Repeat each line of the listing exactly as written.

---------- Data for this exercise ----------

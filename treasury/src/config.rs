//! Service configuration with TOML file support.

use serde::{Deserialize, Serialize};
use std::path::{Path, PathBuf};

use pulse_types::{Network, TreasuryParams};
use pulse_utils::LogFormat;

use crate::TreasuryError;

/// Configuration for the treasury service and its ledger connection.
///
/// Can be loaded from a TOML file via [`TreasuryConfig::from_toml_file`] or
/// built programmatically (e.g. for tests).
#[derive(Clone, Debug, Serialize, Deserialize)]
pub struct TreasuryConfig {
    /// Which network the ledger node serves.
    #[serde(default)]
    pub network: Network,

    /// JSON-RPC endpoint of the ledger node. Derived from `network` when unset.
    #[serde(default)]
    pub rpc_url: Option<String>,

    #[serde(default)]
    pub rpc_user: String,

    #[serde(default)]
    pub rpc_password: String,

    /// PEM certificate to trust for the node's self-signed TLS endpoint.
    #[serde(default)]
    pub rpc_cert: Option<PathBuf>,

    /// Per-request timeout against the ledger node, in seconds.
    #[serde(default = "default_request_timeout_secs")]
    pub request_timeout_secs: u64,

    /// Log format: "human" or "json".
    #[serde(default)]
    pub log_format: LogFormat,

    /// Log filter used when `RUST_LOG` is unset.
    #[serde(default = "default_log_level")]
    pub log_level: String,

    /// Maximum number of finished tallies kept in memory.
    #[serde(default = "default_tally_cache_capacity")]
    pub tally_cache_capacity: usize,

    #[serde(default)]
    pub params: TreasuryParams,
}

fn default_request_timeout_secs() -> u64 {
    30
}

fn default_log_level() -> String {
    "info".to_string()
}

fn default_tally_cache_capacity() -> usize {
    1024
}

impl TreasuryConfig {
    /// Load configuration from a TOML file.
    pub fn from_toml_file(path: impl AsRef<Path>) -> Result<Self, TreasuryError> {
        let content = std::fs::read_to_string(path.as_ref())
            .map_err(|e| TreasuryError::Config(format!("{}: {e}", path.as_ref().display())))?;
        Self::from_toml_str(&content)
    }

    /// Parse configuration from a TOML string.
    pub fn from_toml_str(s: &str) -> Result<Self, TreasuryError> {
        let config: Self = toml::from_str(s).map_err(|e| TreasuryError::Config(e.to_string()))?;
        config.validate()?;
        Ok(config)
    }

    /// Serialize the configuration to a TOML string.
    pub fn to_toml_string(&self) -> Result<String, TreasuryError> {
        toml::to_string_pretty(self).map_err(|e| TreasuryError::Config(e.to_string()))
    }

    /// The configured endpoint, or the local node's default for `network`.
    pub fn resolved_rpc_url(&self) -> String {
        self.rpc_url.clone().unwrap_or_else(|| {
            format!("https://127.0.0.1:{}", self.network.default_rpc_port())
        })
    }

    fn validate(&self) -> Result<(), TreasuryError> {
        if self.tally_cache_capacity == 0 {
            return Err(TreasuryError::Config(
                "tally_cache_capacity must be at least 1".into(),
            ));
        }
        if self.params.progress_interval <= 0 {
            return Err(TreasuryError::Config(
                "params.progress_interval must be positive".into(),
            ));
        }
        if self.params.voting_interval < 0 || self.params.max_scan_span < 0 {
            return Err(TreasuryError::Config(
                "params.voting_interval and params.max_scan_span must not be negative".into(),
            ));
        }
        Ok(())
    }
}

impl Default for TreasuryConfig {
    fn default() -> Self {
        Self {
            network: Network::default(),
            rpc_url: None,
            rpc_user: String::new(),
            rpc_password: String::new(),
            rpc_cert: None,
            request_timeout_secs: default_request_timeout_secs(),
            log_format: LogFormat::default(),
            log_level: default_log_level(),
            tally_cache_capacity: default_tally_cache_capacity(),
            params: TreasuryParams::default(),
        }
    }
}

#[cfg(test)]
mod tests {
    use super::*;

    #[test]
    fn default_config_round_trips_through_toml() {
        let config = TreasuryConfig::default();
        let toml_str = config.to_toml_string().expect("serializable");
        let parsed = TreasuryConfig::from_toml_str(&toml_str).expect("should parse");
        assert_eq!(parsed.request_timeout_secs, config.request_timeout_secs);
        assert_eq!(parsed.tally_cache_capacity, config.tally_cache_capacity);
        assert_eq!(parsed.params, config.params);
    }

    #[test]
    fn minimal_toml_uses_defaults() {
        let config = TreasuryConfig::from_toml_str("").expect("empty toml should use defaults");
        assert_eq!(config.network, Network::Mainnet);
        assert_eq!(config.request_timeout_secs, 30);
        assert_eq!(config.log_format, LogFormat::Human);
        assert_eq!(config.log_level, "info");
        assert_eq!(config.params.activation_height, 552_448);
        assert_eq!(config.resolved_rpc_url(), "https://127.0.0.1:9109");
    }

    #[test]
    fn partial_toml_overrides() {
        let toml = r#"
            network = "testnet"
            rpc_user = "alice"
            log_format = "json"
            tally_cache_capacity = 16

            [params]
            progress_interval = 10
        "#;
        let config = TreasuryConfig::from_toml_str(toml).expect("should parse");
        assert_eq!(config.network, Network::Testnet);
        assert_eq!(config.rpc_user, "alice");
        assert_eq!(config.log_format, LogFormat::Json);
        assert_eq!(config.tally_cache_capacity, 16);
        assert_eq!(config.params.progress_interval, 10);
        assert_eq!(config.params.voting_interval, 2880); // default
        assert_eq!(config.resolved_rpc_url(), "https://127.0.0.1:19109");
    }

    #[test]
    fn explicit_rpc_url_wins() {
        let config = TreasuryConfig::from_toml_str(r#"rpc_url = "http://10.0.0.2:9109""#).unwrap();
        assert_eq!(config.resolved_rpc_url(), "http://10.0.0.2:9109");
    }

    #[test]
    fn rejects_zero_cache_capacity() {
        let err = TreasuryConfig::from_toml_str("tally_cache_capacity = 0").unwrap_err();
        assert!(matches!(err, TreasuryError::Config(_)));
    }

    #[test]
    fn loads_from_file() {
        let dir = tempfile::tempdir().unwrap();
        let path = dir.path().join("pulse.toml");
        std::fs::write(&path, "request_timeout_secs = 5\n").unwrap();
        let config = TreasuryConfig::from_toml_file(&path).unwrap();
        assert_eq!(config.request_timeout_secs, 5);
    }

    #[test]
    fn missing_file_returns_config_error() {
        let result = TreasuryConfig::from_toml_file("/nonexistent/pulse.toml");
        assert!(matches!(result, Err(TreasuryError::Config(_))));
    }
}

----------

## Completed task
filename treasury/src/config.rs
//! Service configuration with TOML file support.

use serde::{Deserialize, Serialize};
use std::path::{Path, PathBuf};

use pulse_types::{Network, TreasuryParams};
use pulse_utils::LogFormat;

use crate::TreasuryError;

/// Configuration for the treasury service and its ledger connection.
///
/// Can be loaded from a TOML file via [`TreasuryConfig::from_toml_file`] or
/// built programmatically (e.g. for tests).
#[derive(Clone, Debug, Serialize, Deserialize)]
pub struct TreasuryConfig {
    /// Which network the ledger node serves.
    #[serde(default)]
    pub network: Network,

    /// JSON-RPC endpoint of the ledger node. Derived from `network` when unset.
    #[serde(default)]
    pub rpc_url: Option<String>,

    #[serde(default)]
    pub rpc_user: String,

    #[serde(default)]
    pub rpc_password: String,

    /// PEM certificate to trust for the node's self-signed TLS endpoint.
    #[serde(default)]
    pub rpc_cert: Option<PathBuf>,

    /// Per-request timeout against the ledger node, in seconds.
    #[serde(default = "default_request_timeout_secs")]
    pub request_timeout_secs: u64,

    /// Log format: "human" or "json".
    #[serde(default)]
    pub log_format: LogFormat,

    /// Log filter used when `RUST_LOG` is unset.
    #[serde(default = "default_log_level")]
    pub log_level: String,

    /// Maximum number of finished tallies kept in memory.
    #[serde(default = "default_tally_cache_capacity")]
    pub tally_cache_capacity: usize,

    #[serde(default)]
    pub params: TreasuryParams,
}

fn default_request_timeout_secs() -> u64 {
    30
}

fn default_log_level() -> String {
    "info".to_string()
}

fn default_tally_cache_capacity() -> usize {
    1024
}

impl TreasuryConfig {
    /// Load configuration from a TOML file.
    pub fn from_toml_file(path: impl AsRef<Path>) -> Result<Self, TreasuryError> {
        let content = std::fs::read_to_string(path.as_ref())
            .map_err(|e| TreasuryError::Config(format!("{}: {e}", path.as_ref().display())))?;
        Self::from_toml_str(&content)
    }

    /// Parse configuration from a TOML string.
    pub fn from_toml_str(s: &str) -> Result<Self, TreasuryError> {
        let config: Self = toml::from_str(s).map_err(|e| TreasuryError::Config(e.to_string()))?;
        config.validate()?;
        Ok(config)
    }

    /// Serialize the configuration to a TOML string.
    pub fn to_toml_string(&self) -> Result<String, TreasuryError> {
        toml::to_string_pretty(self).map_err(|e| TreasuryError::Config(e.to_string()))
    }

    /// The configured endpoint, or the local node's default for `network`.
    pub fn resolved_rpc_url(&self) -> String {
        self.rpc_url.clone().unwrap_or_else(|| {
            format!("https://127.0.0.1:{}", self.network.default_rpc_port())
        })
    }

    fn validate(&self) -> Result<(), TreasuryError> {
        if self.tally_cache_capacity == 0 {
            return Err(TreasuryError::Config(
                "tally_cache_capacity must be at least 1".into(),
            ));
        }
        if self.params.progress_interval <= 0 {
            return Err(TreasuryError::Config(
                "params.progress_interval must be positive".into(),
            ));
        }
        if self.params.voting_interval < 0 || self.params.max_scan_span < 0 {
            return Err(TreasuryError::Config(
                "params.voting_interval and params.max_scan_span must not be negative".into(),
            ));
        }
        Ok(())
    }
}

impl Default for TreasuryConfig {
    fn default() -> Self {
        Self {
            network: Network::default(),
            rpc_url: None,
            rpc_user: String::new(),
            rpc_password: String::new(),
            rpc_cert: None,
            request_timeout_secs: default_request_timeout_secs(),
            log_format: LogFormat::default(),
            log_level: default_log_level(),
            tally_cache_capacity: default_tally_cache_capacity(),
            params: TreasuryParams::default(),
        }
    }
}

#[cfg(test)]
mod tests {
    use super::*;

    #[test]
    fn default_config_round_trips_through_toml() {
        let config = TreasuryConfig::default();
        let toml_str = config.to_toml_string().expect("serializable");
        let parsed = TreasuryConfig::from_toml_str(&toml_str).expect("should parse");
        assert_eq!(parsed.request_timeout_secs, config.request_timeout_secs);
        assert_eq!(parsed.tally_cache_capacity, config.tally_cache_capacity);
        assert_eq!(parsed.params, config.params);
    }

    #[test]
    fn minimal_toml_uses_defaults() {
        let config = TreasuryConfig::from_toml_str("").expect("empty toml should use defaults");
        assert_eq!(config.network, Network::Mainnet);
        assert_eq!(config.request_timeout_secs, 30);
        assert_eq!(config.log_format, LogFormat::Human);
        assert_eq!(config.log_level, "info");
        assert_eq!(config.params.activation_height, 552_448);
        assert_eq!(config.resolved_rpc_url(), "https://127.0.0.1:9109");
    }

    #[test]
    fn partial_toml_overrides() {
        let toml = r#"
            network = "testnet"
            rpc_user = "alice"
            log_format = "json"
            tally_cache_capacity = 16

            [params]
            progress_interval = 10
        "#;
        let config = TreasuryConfig::from_toml_str(toml).expect("should parse");
        assert_eq!(config.network, Network::Testnet);
        assert_eq!(config.rpc_user, "alice");
        assert_eq!(config.log_format, LogFormat::Json);
        assert_eq!(config.tally_cache_capacity, 16);
        assert_eq!(config.params.progress_interval, 10);
        assert_eq!(config.params.voting_interval, 2880); // default
        assert_eq!(config.resolved_rpc_url(), "https://127.0.0.1:19109");
    }

    #[test]
    fn explicit_rpc_url_wins() {
        let config = TreasuryConfig::from_toml_str(r#"rpc_url = "http://10.0.0.2:9109""#).unwrap();
        assert_eq!(config.resolved_rpc_url(), "http://10.0.0.2:9109");
    }

    #[test]
    fn rejects_zero_cache_capacity() {
        let err = TreasuryConfig::from_toml_str("tally_cache_capacity = 0").unwrap_err();
        assert!(matches!(err, TreasuryError::Config(_)));
    }

    #[test]
    fn loads_from_file() {
        let dir = tempfile::tempdir().unwrap();
        let path = dir.path().join("pulse.toml");
        std::fs::write(&path, "request_timeout_secs = 5\n").unwrap();
        let config = TreasuryConfig::from_toml_file(&path).unwrap();
        assert_eq!(config.request_timeout_secs, 5);
    }

    #[test]
    fn missing_file_returns_config_error() {
        let result = TreasuryConfig::from_toml_file("/nonexistent/pulse.toml");
        assert!(matches!(result, Err(TreasuryError::Config(_))));
    }
}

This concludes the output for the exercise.